[Dataset entries]
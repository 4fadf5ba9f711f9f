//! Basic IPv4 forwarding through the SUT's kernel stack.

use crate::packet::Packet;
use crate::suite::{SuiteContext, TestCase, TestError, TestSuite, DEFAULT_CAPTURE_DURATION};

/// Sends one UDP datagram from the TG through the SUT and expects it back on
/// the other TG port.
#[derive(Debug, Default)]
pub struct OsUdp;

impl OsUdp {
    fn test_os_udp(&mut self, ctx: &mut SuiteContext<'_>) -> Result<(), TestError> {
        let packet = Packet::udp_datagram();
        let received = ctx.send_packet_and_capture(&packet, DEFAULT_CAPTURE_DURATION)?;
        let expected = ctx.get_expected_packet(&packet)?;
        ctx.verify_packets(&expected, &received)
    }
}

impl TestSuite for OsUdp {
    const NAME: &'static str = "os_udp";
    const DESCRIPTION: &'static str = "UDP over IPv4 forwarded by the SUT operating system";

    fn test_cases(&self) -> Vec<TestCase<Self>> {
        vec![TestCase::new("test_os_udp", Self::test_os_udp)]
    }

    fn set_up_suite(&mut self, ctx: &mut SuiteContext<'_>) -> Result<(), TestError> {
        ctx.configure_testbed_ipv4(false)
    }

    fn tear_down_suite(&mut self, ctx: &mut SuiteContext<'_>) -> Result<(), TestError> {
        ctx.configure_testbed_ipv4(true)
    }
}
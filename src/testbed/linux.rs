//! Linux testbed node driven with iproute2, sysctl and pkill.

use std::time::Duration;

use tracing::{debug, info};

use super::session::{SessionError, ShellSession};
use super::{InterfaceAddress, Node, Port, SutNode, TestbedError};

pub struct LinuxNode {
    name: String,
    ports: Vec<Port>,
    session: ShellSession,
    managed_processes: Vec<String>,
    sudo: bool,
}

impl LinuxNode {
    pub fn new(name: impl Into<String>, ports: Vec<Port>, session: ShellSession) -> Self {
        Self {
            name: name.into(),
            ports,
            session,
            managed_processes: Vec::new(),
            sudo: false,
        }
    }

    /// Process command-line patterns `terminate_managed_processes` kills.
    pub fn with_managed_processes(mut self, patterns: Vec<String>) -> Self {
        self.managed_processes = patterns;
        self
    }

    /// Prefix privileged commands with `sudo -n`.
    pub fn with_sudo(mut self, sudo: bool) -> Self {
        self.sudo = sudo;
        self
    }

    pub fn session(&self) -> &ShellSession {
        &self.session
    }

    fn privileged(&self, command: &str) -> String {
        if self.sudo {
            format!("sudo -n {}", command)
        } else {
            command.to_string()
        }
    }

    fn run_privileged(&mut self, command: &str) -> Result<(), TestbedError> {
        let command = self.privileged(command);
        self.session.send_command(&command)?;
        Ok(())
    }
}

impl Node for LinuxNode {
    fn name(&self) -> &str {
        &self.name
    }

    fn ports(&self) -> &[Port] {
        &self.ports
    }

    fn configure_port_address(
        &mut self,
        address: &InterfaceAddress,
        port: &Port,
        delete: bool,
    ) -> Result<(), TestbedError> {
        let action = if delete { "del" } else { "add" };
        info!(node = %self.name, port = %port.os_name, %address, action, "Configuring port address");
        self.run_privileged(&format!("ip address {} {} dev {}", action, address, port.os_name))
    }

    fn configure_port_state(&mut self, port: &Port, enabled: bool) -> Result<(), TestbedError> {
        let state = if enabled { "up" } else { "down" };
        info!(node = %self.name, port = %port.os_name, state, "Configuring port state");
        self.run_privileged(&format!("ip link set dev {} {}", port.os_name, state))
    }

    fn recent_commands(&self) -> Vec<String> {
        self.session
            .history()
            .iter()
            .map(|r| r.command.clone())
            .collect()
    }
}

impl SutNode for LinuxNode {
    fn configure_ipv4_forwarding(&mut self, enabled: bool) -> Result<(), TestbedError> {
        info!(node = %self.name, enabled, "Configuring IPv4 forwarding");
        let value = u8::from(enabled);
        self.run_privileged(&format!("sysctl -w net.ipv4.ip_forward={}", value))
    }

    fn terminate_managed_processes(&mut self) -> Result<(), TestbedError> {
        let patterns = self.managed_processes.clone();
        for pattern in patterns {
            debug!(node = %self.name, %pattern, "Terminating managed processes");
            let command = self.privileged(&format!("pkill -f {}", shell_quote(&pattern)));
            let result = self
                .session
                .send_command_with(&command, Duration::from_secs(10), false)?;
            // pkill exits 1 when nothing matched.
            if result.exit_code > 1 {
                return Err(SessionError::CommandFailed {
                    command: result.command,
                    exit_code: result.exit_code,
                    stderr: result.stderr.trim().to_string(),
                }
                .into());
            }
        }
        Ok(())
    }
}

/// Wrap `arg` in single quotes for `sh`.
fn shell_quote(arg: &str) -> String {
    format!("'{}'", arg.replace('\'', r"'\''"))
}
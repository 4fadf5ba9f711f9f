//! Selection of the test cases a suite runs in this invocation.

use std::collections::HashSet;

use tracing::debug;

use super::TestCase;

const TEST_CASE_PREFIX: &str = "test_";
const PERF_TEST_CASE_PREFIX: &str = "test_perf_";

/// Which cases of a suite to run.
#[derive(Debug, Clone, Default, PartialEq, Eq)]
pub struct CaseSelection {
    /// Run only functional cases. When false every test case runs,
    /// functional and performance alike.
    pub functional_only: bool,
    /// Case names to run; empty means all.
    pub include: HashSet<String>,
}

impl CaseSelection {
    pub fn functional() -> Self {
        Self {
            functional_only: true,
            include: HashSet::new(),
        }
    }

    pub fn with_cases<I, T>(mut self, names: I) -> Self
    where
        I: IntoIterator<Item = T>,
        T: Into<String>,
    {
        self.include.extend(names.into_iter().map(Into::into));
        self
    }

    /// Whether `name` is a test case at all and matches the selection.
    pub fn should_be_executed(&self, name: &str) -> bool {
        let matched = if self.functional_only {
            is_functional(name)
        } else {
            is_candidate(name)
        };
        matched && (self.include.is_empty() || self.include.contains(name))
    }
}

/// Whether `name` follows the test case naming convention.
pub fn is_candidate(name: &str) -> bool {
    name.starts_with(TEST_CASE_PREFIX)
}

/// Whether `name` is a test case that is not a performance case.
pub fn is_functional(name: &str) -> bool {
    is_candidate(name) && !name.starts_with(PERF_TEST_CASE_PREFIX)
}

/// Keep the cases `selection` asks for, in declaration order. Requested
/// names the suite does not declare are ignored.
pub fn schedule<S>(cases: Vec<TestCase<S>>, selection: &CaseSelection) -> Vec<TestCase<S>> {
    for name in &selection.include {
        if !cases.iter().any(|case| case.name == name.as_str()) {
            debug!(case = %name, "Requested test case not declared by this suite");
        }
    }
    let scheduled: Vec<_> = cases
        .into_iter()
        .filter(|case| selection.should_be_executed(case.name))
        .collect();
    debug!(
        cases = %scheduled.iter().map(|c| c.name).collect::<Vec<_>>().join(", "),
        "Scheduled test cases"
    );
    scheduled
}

Problem statement: Look over the records. Copy the lines that include the word "enabled".

Result of this task:
    fn configure_port_state(&mut self, port: &Port, enabled: bool) -> Result<(), TestbedError> {
        let state = if enabled { "up" } else { "down" };
    fn configure_ipv4_forwarding(&mut self, enabled: bool) -> Result<(), TestbedError> {
        info!(node = %self.name, enabled, "Configuring IPv4 forwarding");
        let value = u8::from(enabled);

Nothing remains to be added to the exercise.